Incremental Crowd-Source Data Fusion and Map Update Method Based on Driving Data for Traffic Signs
Keywords: High-Definition Map, Crowd-source Data Fusion, Traffic Sign, Map Update
Abstract. Traffic signs provide important traffic information for automatic driving, and accurate and complete traffic sign data of HD (High Definition) map provides important data support for intelligent transportation, automatic driving and other emerging service industries. Driving record data fills the data gap of crowd-source updating in HD maps, and the crowd-source updating method of road traffic facilities in HD maps using massive driving record data has become a new research hotspot. In this paper, an incremental HD map traffic sign crowd-source update method is proposed based on the driving record data.
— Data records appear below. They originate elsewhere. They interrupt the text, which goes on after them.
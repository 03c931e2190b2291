//! The report store (C2): Pipeline/Stage/Job lifecycle records, their
//! status transitions, and filtered queries.
//!
//! Grounded on `pipeline.rs`'s trait + `Pg*Repo` pattern, generalised from
//! a UUID-keyed, tenant-scoped schema to the plain auto-increment integer
//! ids the original implementation's SQL schema uses (see
//! `buildit_core::report`).

use std::collections::BTreeMap;
use std::str::FromStr;

use async_trait::async_trait;
use buildit_core::report::{JobReport, PipelineReport, Status, StageReport};
use chrono::Utc;
use sqlx::{FromRow, PgPool, Row};

use crate::{DbError, DbResult};

/// An equality-constraint filter: column name -> value. Keys are sorted
/// before being rendered into SQL so the generated query string (and
/// therefore any query-plan cache) is stable regardless of caller
/// iteration order.
pub type Filter = BTreeMap<String, String>;

#[derive(Debug, FromRow)]
struct PipelineRow {
    pipeline_id: i64,
    repository: String,
    commit_hash: String,
    ip_address: String,
    name: String,
    stage_order: String,
    status: String,
    start_time: chrono::DateTime<Utc>,
    end_time: Option<chrono::DateTime<Utc>>,
}

impl TryFrom<PipelineRow> for PipelineReport {
    type Error = DbError;

    fn try_from(r: PipelineRow) -> DbResult<Self> {
        Ok(PipelineReport {
            pipeline_id: r.pipeline_id,
            repository: r.repository,
            commit_hash: r.commit_hash,
            ip_address: r.ip_address,
            name: r.name,
            stage_order: r.stage_order,
            status: Status::from_str(&r.status).map_err(DbError::Internal)?,
            start_time: r.start_time,
            end_time: r.end_time,
        })
    }
}

#[derive(Debug, FromRow)]
struct StageRow {
    stage_id: i64,
    pipeline_id: i64,
    name: String,
    status: String,
    start_time: chrono::DateTime<Utc>,
    end_time: Option<chrono::DateTime<Utc>>,
}

impl TryFrom<StageRow> for StageReport {
    type Error = DbError;

    fn try_from(r: StageRow) -> DbResult<Self> {
        Ok(StageReport {
            stage_id: r.stage_id,
            pipeline_id: r.pipeline_id,
            name: r.name,
            status: Status::from_str(&r.status).map_err(DbError::Internal)?,
            start_time: r.start_time,
            end_time: r.end_time,
        })
    }
}

#[derive(Debug, FromRow)]
struct JobRow {
    job_id: i64,
    stage_id: i64,
    name: String,
    image: String,
    script: String,
    status: String,
    start_time: chrono::DateTime<Utc>,
    end_time: Option<chrono::DateTime<Utc>>,
    container_id: Option<String>,
}

impl TryFrom<JobRow> for JobReport {
    type Error = DbError;

    fn try_from(r: JobRow) -> DbResult<Self> {
        Ok(JobReport {
            job_id: r.job_id,
            stage_id: r.stage_id,
            name: r.name,
            image: r.image,
            script: r.script,
            status: Status::from_str(&r.status).map_err(DbError::Internal)?,
            start_time: r.start_time,
            end_time: r.end_time,
            container_id: r.container_id,
        })
    }
}

#[async_trait]
pub trait ReportRepo: Send + Sync {
    async fn create_pipeline(
        &self,
        repository: &str,
        commit_hash: &str,
        ip_address: &str,
        name: &str,
        stage_order: &str,
    ) -> DbResult<i64>;
    async fn create_stage(&self, pipeline_id: i64, name: &str) -> DbResult<i64>;
    async fn create_job(
        &self,
        stage_id: i64,
        name: &str,
        image: &str,
        script: &str,
    ) -> DbResult<i64>;

    async fn update_pipeline_status_and_end_time(
        &self,
        pipeline_id: i64,
        status: Status,
    ) -> DbResult<()>;
    async fn update_stage_status_and_end_time(&self, stage_id: i64, status: Status) -> DbResult<()>;
    async fn update_job_status_and_end_time(
        &self,
        job_id: i64,
        container_id: Option<&str>,
        status: Status,
    ) -> DbResult<()>;

    async fn query_pipelines(&self, filter: &Filter) -> DbResult<Vec<PipelineReport>>;
    async fn query_stages(&self, filter: &Filter) -> DbResult<Vec<StageReport>>;
    async fn query_jobs(&self, filter: &Filter) -> DbResult<Vec<JobReport>>;

    async fn get_job_status(&self, job_id: i64) -> DbResult<Status>;
}

pub struct PgReportRepo {
    pool: PgPool,
}

impl PgReportRepo {
    pub fn new(pool: PgPool) -> Self {
        Self { pool }
    }
}

const PIPELINE_COLUMNS: &[&str] = &[
    "pipeline_id",
    "repository",
    "commit_hash",
    "ip_address",
    "name",
    "stage_order",
    "status",
];
const STAGE_COLUMNS: &[&str] = &["stage_id", "pipeline_id", "name", "status"];
const JOB_COLUMNS: &[&str] = &["job_id", "stage_id", "name", "image", "status", "container_id"];

/// Build `SELECT * FROM <table> [WHERE col1 = $1 AND col2 = $2 ...]
/// ORDER BY start_time ASC`, with filter keys sorted for a stable query
/// string and rejecting any column not in the table's whitelist.
fn build_query(table: &str, allowed: &[&str], filter: &Filter) -> DbResult<(String, Vec<String>)> {
    let mut sql = format!("SELECT * FROM {table}");
    let mut values = Vec::with_capacity(filter.len());
    if !filter.is_empty() {
        let mut clauses = Vec::with_capacity(filter.len());
        for (i, (col, val)) in filter.iter().enumerate() {
            if !allowed.contains(&col.as_str()) {
                return Err(DbError::InvalidFilter(col.clone()));
            }
            clauses.push(format!("{col} = ${}", i + 1));
            values.push(val.clone());
        }
        sql.push_str(" WHERE ");
        sql.push_str(&clauses.join(" AND "));
    }
    sql.push_str(" ORDER BY start_time ASC");
    Ok((sql, values))
}

#[async_trait]
impl ReportRepo for PgReportRepo {
    async fn create_pipeline(
        &self,
        repository: &str,
        commit_hash: &str,
        ip_address: &str,
        name: &str,
        stage_order: &str,
    ) -> DbResult<i64> {
        let row = sqlx::query(
            r#"
            INSERT INTO pipelines (repository, commit_hash, ip_address, name, stage_order, status, start_time)
            VALUES ($1, $2, $3, $4, $5, $6, NOW())
            RETURNING pipeline_id
            "#,
        )
        .bind(repository)
        .bind(commit_hash)
        .bind(ip_address)
        .bind(name)
        .bind(stage_order)
        .bind(Status::Pending.as_str())
        .fetch_one(&self.pool)
        .await?;
        Ok(row.try_get("pipeline_id")?)
    }

    async fn create_stage(&self, pipeline_id: i64, name: &str) -> DbResult<i64> {
        let row = sqlx::query(
            r#"
            INSERT INTO stages (pipeline_id, name, status, start_time)
            VALUES ($1, $2, $3, NOW())
            RETURNING stage_id
            "#,
        )
        .bind(pipeline_id)
        .bind(name)
        .bind(Status::Pending.as_str())
        .fetch_one(&self.pool)
        .await?;
        Ok(row.try_get("stage_id")?)
    }

    async fn create_job(
        &self,
        stage_id: i64,
        name: &str,
        image: &str,
        script: &str,
    ) -> DbResult<i64> {
        let row = sqlx::query(
            r#"
            INSERT INTO jobs (stage_id, name, image, script, status, start_time)
            VALUES ($1, $2, $3, $4, $5, NOW())
            RETURNING job_id
            "#,
        )
        .bind(stage_id)
        .bind(name)
        .bind(image)
        .bind(script)
        .bind(Status::Pending.as_str())
        .fetch_one(&self.pool)
        .await?;
        Ok(row.try_get("job_id")?)
    }

    async fn update_pipeline_status_and_end_time(
        &self,
        pipeline_id: i64,
        status: Status,
    ) -> DbResult<()> {
        let result = sqlx::query(
            "UPDATE pipelines SET status = $2, end_time = NOW() WHERE pipeline_id = $1",
        )
        .bind(pipeline_id)
        .bind(status.as_str())
        .execute(&self.pool)
        .await?;
        if result.rows_affected() == 0 {
            return Err(DbError::NotFound(format!(
                "no pipeline found with ID {pipeline_id}"
            )));
        }
        Ok(())
    }

    async fn update_stage_status_and_end_time(&self, stage_id: i64, status: Status) -> DbResult<()> {
        let result = sqlx::query(
            "UPDATE stages SET status = $2, end_time = NOW() WHERE stage_id = $1",
        )
        .bind(stage_id)
        .bind(status.as_str())
        .execute(&self.pool)
        .await?;
        if result.rows_affected() == 0 {
            return Err(DbError::NotFound(format!(
                "no stage found with ID {stage_id}"
            )));
        }
        Ok(())
    }

    async fn update_job_status_and_end_time(
        &self,
        job_id: i64,
        container_id: Option<&str>,
        status: Status,
    ) -> DbResult<()> {
        let result = sqlx::query(
            "UPDATE jobs SET container_id = COALESCE($2, container_id), status = $3, end_time = NOW() WHERE job_id = $1",
        )
        .bind(job_id)
        .bind(container_id)
        .bind(status.as_str())
        .execute(&self.pool)
        .await?;
        if result.rows_affected() == 0 {
            return Err(DbError::NotFound(format!("no job found with ID {job_id}")));
        }
        Ok(())
    }

    async fn query_pipelines(&self, filter: &Filter) -> DbResult<Vec<PipelineReport>> {
        let (sql, values) = build_query("pipelines", PIPELINE_COLUMNS, filter)?;
        let mut query = sqlx::query_as::<_, PipelineRow>(&sql);
        for v in &values {
            query = query.bind(v);
        }
        let rows = query.fetch_all(&self.pool).await?;
        rows.into_iter().map(PipelineReport::try_from).collect()
    }

    async fn query_stages(&self, filter: &Filter) -> DbResult<Vec<StageReport>> {
        let (sql, values) = build_query("stages", STAGE_COLUMNS, filter)?;
        let mut query = sqlx::query_as::<_, StageRow>(&sql);
        for v in &values {
            query = query.bind(v);
        }
        let rows = query.fetch_all(&self.pool).await?;
        rows.into_iter().map(StageReport::try_from).collect()
    }

    async fn query_jobs(&self, filter: &Filter) -> DbResult<Vec<JobReport>> {
        let (sql, values) = build_query("jobs", JOB_COLUMNS, filter)?;
        let mut query = sqlx::query_as::<_, JobRow>(&sql);
        for v in &values {
            query = query.bind(v);
        }
        let rows = query.fetch_all(&self.pool).await?;
        rows.into_iter().map(JobReport::try_from).collect()
    }

    async fn get_job_status(&self, job_id: i64) -> DbResult<Status> {
        let row = sqlx::query("SELECT status FROM jobs WHERE job_id = $1")
            .bind(job_id)
            .fetch_optional(&self.pool)
            .await?
            .ok_or_else(|| DbError::NotFound(format!("no job found with ID {job_id}")))?;
        let status: String = row.try_get("status")?;
        Status::from_str(&status).map_err(DbError::Internal)
    }
}

#[cfg(test)]
mod tests {
    use super::*;

    #[test]
    fn build_query_sorts_filter_keys_deterministically() {
        let mut filter = Filter::new();
        filter.insert("name".to_string(), "build".to_string());
        filter.insert("pipeline_id".to_string(), "1".to_string());
        let (sql, values) = build_query("stages", STAGE_COLUMNS, &filter).unwrap();
        assert_eq!(
            sql,
            "SELECT * FROM stages WHERE name = $1 AND pipeline_id = $2 ORDER BY start_time ASC"
        );
        assert_eq!(values, vec!["build".to_string(), "1".to_string()]);
    }

    #[test]
    fn build_query_rejects_unknown_column() {
        let mut filter = Filter::new();
        filter.insert("evil; drop table".to_string(), "x".to_string());
        let err = build_query("stages", STAGE_COLUMNS, &filter).unwrap_err();
        assert!(matches!(err, DbError::InvalidFilter(_)));
    }
}
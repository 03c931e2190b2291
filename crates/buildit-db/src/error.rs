//! Database error types.

use thiserror::Error;

#[derive(Debug, Error)]
pub enum DbError {
    #[error("not found: {0}")]
    NotFound(String),

    #[error("duplicate: {0}")]
    Duplicate(String),

    #[error("database error: {0}")]
    Database(#[from] sqlx::Error),

    #[error("migration error: {0}")]
    Migration(#[from] sqlx::migrate::MigrateError),

    #[error("invalid filter column: {0}")]
    InvalidFilter(String),

    #[error("{0}")]
    Internal(String),
}

pub type DbResult<T> = std::result::Result<T, DbError>;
The traffic sign detection results are matched with the existing traffic signs in the HD map for traffic sign change detection, and the added results are optimized and fused for position, and the new sign positions are optimized using the unchanged signs to obtain the optimized new traffic sign positions. The experiments in Shanghai show that the matching method can meet the matching requirements of crowd-source updating; the accuracy of the traffic sign positions after position optimization and crowd-source fusion is obviously improved, with an average plane error of 3.69 m and a standard deviation of error of 3.29 m, which can provide data support for crowd-source updating of the HD map.